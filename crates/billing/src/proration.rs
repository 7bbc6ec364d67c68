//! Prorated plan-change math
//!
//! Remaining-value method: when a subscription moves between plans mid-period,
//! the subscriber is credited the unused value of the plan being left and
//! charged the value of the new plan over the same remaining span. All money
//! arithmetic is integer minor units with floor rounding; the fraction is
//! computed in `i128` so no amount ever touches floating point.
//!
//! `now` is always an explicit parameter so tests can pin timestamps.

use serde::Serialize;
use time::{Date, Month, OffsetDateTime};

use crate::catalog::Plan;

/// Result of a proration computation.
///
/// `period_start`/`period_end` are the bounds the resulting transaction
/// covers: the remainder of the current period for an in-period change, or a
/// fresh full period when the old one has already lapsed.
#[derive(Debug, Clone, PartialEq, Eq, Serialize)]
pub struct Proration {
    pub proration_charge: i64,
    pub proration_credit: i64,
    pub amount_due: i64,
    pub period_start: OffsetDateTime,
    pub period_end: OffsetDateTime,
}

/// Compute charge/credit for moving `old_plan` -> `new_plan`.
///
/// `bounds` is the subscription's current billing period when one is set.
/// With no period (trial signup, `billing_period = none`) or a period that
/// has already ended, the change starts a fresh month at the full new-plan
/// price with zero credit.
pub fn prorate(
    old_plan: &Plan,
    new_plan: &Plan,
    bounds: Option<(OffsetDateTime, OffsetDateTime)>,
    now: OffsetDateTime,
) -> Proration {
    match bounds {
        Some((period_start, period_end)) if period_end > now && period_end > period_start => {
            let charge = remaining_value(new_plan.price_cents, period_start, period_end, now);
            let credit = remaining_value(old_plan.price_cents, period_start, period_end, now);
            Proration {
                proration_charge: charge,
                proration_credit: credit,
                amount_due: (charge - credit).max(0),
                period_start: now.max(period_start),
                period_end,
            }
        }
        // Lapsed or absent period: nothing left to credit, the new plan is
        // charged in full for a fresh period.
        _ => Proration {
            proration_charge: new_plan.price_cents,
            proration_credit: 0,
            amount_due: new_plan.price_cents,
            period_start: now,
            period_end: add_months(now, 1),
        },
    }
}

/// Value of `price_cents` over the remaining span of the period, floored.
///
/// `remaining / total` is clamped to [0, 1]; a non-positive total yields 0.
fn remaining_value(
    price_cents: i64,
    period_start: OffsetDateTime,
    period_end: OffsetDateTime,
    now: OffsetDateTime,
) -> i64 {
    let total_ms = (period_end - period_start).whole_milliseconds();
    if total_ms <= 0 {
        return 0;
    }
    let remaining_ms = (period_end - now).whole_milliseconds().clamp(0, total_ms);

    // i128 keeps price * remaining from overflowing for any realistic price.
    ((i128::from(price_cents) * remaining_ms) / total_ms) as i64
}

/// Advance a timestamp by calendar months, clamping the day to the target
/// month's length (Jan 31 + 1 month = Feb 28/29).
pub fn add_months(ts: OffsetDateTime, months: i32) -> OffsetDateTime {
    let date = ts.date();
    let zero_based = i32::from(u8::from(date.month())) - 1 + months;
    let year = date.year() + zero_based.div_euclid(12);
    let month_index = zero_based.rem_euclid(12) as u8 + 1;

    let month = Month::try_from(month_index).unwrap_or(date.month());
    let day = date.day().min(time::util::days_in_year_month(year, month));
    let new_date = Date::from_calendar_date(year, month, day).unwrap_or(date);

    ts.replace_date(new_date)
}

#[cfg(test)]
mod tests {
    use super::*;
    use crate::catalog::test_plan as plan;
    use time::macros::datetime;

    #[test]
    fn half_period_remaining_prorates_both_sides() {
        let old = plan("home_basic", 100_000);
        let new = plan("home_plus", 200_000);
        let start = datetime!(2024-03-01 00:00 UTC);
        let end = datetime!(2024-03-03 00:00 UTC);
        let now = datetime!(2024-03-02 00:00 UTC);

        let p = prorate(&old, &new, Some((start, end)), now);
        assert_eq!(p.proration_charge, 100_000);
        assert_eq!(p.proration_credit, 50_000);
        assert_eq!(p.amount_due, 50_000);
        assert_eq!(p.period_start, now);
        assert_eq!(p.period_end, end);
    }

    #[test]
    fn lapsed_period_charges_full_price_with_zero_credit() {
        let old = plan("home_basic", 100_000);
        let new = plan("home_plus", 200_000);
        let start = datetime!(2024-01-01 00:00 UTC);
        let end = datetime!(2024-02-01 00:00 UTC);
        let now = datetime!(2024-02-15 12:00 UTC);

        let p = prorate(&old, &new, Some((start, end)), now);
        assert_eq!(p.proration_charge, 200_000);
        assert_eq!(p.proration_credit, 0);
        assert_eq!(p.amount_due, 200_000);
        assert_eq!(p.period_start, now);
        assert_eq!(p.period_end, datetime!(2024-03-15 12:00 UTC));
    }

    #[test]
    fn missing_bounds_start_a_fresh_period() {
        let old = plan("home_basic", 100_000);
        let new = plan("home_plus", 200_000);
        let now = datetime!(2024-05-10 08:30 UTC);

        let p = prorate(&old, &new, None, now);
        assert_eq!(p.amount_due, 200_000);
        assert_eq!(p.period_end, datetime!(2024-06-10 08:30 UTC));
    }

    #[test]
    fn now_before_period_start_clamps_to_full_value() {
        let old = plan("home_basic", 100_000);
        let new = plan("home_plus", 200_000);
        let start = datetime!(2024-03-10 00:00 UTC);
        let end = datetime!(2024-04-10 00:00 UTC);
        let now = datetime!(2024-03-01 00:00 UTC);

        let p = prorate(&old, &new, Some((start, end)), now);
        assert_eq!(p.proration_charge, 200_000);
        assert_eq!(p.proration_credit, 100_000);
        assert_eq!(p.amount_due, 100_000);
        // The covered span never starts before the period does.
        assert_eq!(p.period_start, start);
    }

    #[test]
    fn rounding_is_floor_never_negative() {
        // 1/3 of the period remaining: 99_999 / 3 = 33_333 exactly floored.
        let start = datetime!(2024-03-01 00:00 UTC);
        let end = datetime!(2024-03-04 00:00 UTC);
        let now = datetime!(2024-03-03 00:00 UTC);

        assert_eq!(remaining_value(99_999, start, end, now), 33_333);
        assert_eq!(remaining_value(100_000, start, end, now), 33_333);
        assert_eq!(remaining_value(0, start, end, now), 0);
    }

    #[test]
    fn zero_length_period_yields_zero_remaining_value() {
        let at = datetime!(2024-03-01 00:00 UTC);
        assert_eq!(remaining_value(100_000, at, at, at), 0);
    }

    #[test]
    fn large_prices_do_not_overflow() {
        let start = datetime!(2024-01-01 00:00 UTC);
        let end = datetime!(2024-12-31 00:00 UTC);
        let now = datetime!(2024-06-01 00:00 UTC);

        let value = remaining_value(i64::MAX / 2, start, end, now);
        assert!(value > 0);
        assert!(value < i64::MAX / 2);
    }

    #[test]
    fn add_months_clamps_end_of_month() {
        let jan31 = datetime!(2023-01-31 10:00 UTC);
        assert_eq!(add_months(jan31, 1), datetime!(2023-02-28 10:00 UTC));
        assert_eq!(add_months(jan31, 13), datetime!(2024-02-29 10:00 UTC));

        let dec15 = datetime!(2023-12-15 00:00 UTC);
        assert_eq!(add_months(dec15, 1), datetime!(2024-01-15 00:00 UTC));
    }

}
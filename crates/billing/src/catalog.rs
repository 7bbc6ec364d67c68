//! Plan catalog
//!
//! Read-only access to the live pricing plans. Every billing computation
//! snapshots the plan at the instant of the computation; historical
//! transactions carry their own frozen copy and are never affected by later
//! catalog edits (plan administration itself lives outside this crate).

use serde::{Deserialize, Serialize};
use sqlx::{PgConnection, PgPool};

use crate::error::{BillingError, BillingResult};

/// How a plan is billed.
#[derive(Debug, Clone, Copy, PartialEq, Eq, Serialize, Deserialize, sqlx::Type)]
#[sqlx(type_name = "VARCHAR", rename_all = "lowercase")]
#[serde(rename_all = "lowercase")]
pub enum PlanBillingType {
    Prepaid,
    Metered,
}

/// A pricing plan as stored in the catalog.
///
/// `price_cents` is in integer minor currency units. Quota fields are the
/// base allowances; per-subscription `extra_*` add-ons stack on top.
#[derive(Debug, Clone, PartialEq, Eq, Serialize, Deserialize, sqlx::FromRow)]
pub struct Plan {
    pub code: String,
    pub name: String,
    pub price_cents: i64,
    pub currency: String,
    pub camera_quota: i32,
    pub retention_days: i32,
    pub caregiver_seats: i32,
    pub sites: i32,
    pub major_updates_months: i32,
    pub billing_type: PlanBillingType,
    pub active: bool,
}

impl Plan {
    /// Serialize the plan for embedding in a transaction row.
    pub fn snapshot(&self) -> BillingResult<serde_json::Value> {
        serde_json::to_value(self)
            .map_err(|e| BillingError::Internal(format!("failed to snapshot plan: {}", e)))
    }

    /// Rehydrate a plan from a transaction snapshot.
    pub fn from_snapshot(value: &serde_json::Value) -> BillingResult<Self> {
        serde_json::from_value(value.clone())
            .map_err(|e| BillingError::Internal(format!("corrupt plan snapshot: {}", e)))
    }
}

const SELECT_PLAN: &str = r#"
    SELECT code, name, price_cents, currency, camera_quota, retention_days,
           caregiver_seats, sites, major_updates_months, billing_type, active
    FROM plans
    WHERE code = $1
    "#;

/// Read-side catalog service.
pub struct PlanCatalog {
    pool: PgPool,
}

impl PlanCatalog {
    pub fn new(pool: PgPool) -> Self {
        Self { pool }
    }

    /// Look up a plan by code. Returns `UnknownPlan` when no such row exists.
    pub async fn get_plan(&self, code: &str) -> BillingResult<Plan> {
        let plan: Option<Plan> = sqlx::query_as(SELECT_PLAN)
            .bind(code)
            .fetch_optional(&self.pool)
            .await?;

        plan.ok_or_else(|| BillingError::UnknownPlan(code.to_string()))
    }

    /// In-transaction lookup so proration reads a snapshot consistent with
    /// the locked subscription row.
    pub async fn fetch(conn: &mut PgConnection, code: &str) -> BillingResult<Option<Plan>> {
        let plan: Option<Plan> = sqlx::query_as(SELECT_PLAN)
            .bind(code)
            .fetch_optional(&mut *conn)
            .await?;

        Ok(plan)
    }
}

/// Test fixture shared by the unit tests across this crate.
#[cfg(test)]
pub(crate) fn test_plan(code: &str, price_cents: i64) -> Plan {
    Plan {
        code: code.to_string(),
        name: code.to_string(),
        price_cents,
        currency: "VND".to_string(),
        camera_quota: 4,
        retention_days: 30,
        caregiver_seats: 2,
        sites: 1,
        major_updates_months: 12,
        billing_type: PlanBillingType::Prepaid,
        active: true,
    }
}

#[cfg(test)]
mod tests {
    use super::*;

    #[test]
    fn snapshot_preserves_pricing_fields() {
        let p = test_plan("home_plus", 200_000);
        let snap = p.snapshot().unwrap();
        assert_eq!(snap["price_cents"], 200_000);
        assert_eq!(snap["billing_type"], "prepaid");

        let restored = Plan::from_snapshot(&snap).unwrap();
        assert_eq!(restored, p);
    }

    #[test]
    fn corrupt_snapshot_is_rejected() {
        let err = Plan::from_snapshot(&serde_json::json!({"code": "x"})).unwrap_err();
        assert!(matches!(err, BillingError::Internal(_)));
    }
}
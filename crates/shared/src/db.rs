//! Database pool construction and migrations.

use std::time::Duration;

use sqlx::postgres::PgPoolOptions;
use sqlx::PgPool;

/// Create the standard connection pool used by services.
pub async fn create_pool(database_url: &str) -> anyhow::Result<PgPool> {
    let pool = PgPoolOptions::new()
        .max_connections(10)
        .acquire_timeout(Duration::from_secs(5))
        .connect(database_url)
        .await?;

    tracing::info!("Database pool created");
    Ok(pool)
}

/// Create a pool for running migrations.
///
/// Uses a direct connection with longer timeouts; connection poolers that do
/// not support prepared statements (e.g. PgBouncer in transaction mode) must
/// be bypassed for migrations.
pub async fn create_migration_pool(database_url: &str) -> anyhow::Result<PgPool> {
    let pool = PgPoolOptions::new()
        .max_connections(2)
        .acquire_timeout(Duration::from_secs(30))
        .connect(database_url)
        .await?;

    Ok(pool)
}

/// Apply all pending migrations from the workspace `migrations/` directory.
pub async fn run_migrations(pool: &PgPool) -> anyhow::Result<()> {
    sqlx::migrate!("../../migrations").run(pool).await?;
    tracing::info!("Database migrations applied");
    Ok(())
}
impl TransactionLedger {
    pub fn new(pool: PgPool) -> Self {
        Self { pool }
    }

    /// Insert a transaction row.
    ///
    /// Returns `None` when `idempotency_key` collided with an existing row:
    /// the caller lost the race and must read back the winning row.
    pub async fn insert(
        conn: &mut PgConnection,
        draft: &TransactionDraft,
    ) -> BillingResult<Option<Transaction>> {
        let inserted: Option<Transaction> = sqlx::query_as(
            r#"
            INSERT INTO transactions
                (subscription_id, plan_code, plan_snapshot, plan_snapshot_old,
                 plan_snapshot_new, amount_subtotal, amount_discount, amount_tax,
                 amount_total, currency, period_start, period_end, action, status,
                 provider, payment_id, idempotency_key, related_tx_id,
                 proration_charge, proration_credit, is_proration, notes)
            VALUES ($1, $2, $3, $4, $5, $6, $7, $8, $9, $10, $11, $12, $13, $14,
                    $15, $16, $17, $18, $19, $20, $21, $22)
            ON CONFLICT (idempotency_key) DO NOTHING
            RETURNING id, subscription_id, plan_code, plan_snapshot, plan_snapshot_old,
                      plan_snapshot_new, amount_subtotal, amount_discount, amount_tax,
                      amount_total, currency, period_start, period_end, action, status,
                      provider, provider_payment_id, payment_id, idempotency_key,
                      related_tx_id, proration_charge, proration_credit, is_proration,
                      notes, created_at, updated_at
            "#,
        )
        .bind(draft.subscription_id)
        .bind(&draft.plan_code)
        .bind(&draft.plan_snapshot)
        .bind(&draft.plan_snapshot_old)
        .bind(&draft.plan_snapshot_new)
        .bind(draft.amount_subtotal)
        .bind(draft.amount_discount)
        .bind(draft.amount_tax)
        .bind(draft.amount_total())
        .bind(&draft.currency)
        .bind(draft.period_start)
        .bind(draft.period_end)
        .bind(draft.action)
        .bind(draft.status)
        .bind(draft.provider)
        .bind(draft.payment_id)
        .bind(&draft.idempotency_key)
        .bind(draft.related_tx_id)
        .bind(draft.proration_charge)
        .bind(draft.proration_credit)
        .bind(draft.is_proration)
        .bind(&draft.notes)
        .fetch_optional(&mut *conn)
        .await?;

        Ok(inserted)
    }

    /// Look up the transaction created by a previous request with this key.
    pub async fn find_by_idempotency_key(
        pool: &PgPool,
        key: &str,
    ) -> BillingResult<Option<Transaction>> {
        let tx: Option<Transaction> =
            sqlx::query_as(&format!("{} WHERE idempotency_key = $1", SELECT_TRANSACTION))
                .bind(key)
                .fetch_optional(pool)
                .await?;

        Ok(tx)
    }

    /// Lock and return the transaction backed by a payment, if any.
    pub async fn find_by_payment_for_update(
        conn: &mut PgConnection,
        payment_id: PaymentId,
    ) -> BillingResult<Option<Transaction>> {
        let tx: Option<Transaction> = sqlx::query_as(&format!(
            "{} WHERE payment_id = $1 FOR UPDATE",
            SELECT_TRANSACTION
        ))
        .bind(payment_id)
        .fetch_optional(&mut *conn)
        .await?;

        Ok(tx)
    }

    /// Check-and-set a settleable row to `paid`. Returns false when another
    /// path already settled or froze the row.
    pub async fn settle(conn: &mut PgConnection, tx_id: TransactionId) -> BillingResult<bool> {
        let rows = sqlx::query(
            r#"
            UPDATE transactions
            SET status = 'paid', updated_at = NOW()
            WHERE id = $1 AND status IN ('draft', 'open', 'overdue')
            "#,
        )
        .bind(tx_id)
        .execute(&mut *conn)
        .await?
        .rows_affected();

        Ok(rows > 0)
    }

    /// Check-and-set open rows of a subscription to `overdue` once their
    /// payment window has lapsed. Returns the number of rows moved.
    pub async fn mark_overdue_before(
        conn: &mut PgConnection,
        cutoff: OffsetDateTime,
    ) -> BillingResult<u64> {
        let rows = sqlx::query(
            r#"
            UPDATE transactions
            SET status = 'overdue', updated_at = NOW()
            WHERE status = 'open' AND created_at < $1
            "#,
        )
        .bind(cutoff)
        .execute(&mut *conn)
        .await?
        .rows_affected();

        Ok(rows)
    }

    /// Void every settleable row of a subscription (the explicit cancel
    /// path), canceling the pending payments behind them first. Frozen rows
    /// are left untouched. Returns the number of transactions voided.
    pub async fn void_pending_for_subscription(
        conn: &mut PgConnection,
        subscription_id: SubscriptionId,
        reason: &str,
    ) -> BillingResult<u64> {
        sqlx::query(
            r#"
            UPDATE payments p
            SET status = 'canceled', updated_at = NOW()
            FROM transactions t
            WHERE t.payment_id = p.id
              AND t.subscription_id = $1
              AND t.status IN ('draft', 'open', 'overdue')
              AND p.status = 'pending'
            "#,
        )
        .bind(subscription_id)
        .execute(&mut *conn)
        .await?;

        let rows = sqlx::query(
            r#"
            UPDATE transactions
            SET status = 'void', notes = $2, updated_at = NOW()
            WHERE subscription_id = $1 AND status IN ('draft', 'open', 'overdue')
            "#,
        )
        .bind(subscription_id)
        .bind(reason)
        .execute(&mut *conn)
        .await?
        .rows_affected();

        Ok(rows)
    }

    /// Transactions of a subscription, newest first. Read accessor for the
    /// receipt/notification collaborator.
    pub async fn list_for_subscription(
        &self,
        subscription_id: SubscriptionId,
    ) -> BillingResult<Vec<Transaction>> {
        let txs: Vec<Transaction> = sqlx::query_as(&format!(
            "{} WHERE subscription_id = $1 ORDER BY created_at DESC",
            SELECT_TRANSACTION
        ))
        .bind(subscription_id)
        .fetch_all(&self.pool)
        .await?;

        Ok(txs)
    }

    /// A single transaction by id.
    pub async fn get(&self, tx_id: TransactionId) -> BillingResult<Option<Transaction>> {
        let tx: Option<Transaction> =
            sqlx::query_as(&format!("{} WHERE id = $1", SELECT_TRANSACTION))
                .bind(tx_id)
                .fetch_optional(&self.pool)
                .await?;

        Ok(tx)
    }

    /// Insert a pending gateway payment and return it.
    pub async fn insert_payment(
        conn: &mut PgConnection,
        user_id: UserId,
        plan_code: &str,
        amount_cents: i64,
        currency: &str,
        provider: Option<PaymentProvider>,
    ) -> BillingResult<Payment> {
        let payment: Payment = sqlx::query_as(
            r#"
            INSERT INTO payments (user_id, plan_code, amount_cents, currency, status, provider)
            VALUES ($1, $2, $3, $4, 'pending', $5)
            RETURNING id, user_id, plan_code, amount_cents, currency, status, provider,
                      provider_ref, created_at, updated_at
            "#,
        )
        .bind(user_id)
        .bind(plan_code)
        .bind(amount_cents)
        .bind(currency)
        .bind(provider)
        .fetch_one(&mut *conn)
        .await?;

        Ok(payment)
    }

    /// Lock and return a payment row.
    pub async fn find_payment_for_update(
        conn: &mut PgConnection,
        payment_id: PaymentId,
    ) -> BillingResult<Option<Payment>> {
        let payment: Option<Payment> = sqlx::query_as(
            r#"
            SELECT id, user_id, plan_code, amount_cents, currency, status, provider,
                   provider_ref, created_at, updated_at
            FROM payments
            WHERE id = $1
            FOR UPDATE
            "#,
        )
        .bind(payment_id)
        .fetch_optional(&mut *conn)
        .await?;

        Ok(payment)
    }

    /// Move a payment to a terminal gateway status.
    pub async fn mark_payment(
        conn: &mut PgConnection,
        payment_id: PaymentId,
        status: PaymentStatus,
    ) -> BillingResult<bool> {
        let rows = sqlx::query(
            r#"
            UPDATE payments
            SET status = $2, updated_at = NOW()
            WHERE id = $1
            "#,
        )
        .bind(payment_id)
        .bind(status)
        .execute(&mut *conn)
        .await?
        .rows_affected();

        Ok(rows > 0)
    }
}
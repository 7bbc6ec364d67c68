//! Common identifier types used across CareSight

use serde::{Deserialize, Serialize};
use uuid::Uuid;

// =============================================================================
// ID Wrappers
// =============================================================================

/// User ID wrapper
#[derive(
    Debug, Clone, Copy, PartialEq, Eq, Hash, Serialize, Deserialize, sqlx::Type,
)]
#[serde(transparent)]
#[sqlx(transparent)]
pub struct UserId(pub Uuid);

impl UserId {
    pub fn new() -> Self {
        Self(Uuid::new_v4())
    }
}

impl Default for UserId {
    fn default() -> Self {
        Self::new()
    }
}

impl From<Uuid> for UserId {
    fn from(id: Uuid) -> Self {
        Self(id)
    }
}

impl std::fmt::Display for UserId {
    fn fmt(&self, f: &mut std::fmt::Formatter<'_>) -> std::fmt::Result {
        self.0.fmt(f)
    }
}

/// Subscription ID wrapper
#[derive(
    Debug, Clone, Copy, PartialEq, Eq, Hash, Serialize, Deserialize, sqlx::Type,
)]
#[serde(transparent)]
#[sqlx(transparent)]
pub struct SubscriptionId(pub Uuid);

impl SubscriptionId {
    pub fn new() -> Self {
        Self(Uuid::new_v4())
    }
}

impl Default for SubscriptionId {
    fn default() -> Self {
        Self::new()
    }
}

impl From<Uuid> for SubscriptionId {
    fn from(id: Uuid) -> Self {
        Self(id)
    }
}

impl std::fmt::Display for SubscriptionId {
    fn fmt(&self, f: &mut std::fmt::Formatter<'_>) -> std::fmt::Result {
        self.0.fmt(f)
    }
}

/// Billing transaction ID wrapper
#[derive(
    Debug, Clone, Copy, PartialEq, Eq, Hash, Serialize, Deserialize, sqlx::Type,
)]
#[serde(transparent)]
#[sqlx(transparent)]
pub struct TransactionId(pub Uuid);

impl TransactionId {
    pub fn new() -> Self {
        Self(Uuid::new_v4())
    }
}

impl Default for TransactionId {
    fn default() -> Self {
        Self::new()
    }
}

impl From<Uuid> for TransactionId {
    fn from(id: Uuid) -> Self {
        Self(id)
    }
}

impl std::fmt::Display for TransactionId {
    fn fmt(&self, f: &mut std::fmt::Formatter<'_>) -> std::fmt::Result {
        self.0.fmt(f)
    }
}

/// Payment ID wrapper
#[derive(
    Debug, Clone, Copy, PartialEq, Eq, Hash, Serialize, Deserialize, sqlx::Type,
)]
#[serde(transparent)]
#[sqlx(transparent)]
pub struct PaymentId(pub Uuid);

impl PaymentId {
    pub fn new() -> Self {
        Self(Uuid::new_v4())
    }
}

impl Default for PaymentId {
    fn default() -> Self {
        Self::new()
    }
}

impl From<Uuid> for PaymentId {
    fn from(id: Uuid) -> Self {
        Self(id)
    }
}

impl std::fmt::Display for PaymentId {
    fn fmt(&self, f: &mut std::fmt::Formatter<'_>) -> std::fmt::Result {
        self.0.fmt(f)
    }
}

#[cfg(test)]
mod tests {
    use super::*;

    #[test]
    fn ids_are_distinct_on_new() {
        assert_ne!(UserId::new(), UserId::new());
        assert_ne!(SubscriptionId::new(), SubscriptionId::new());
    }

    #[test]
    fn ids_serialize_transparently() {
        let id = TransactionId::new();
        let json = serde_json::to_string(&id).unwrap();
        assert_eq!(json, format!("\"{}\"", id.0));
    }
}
################
Where the string "anyhow" appears in a line of the listing, copy that line.

> SOLUTION TO THE EXERCISE:
pub async fn create_pool(database_url: &str) -> anyhow::Result<PgPool> {
pub async fn create_migration_pool(database_url: &str) -> anyhow::Result<PgPool> {
pub async fn run_migrations(pool: &PgPool) -> anyhow::Result<()> {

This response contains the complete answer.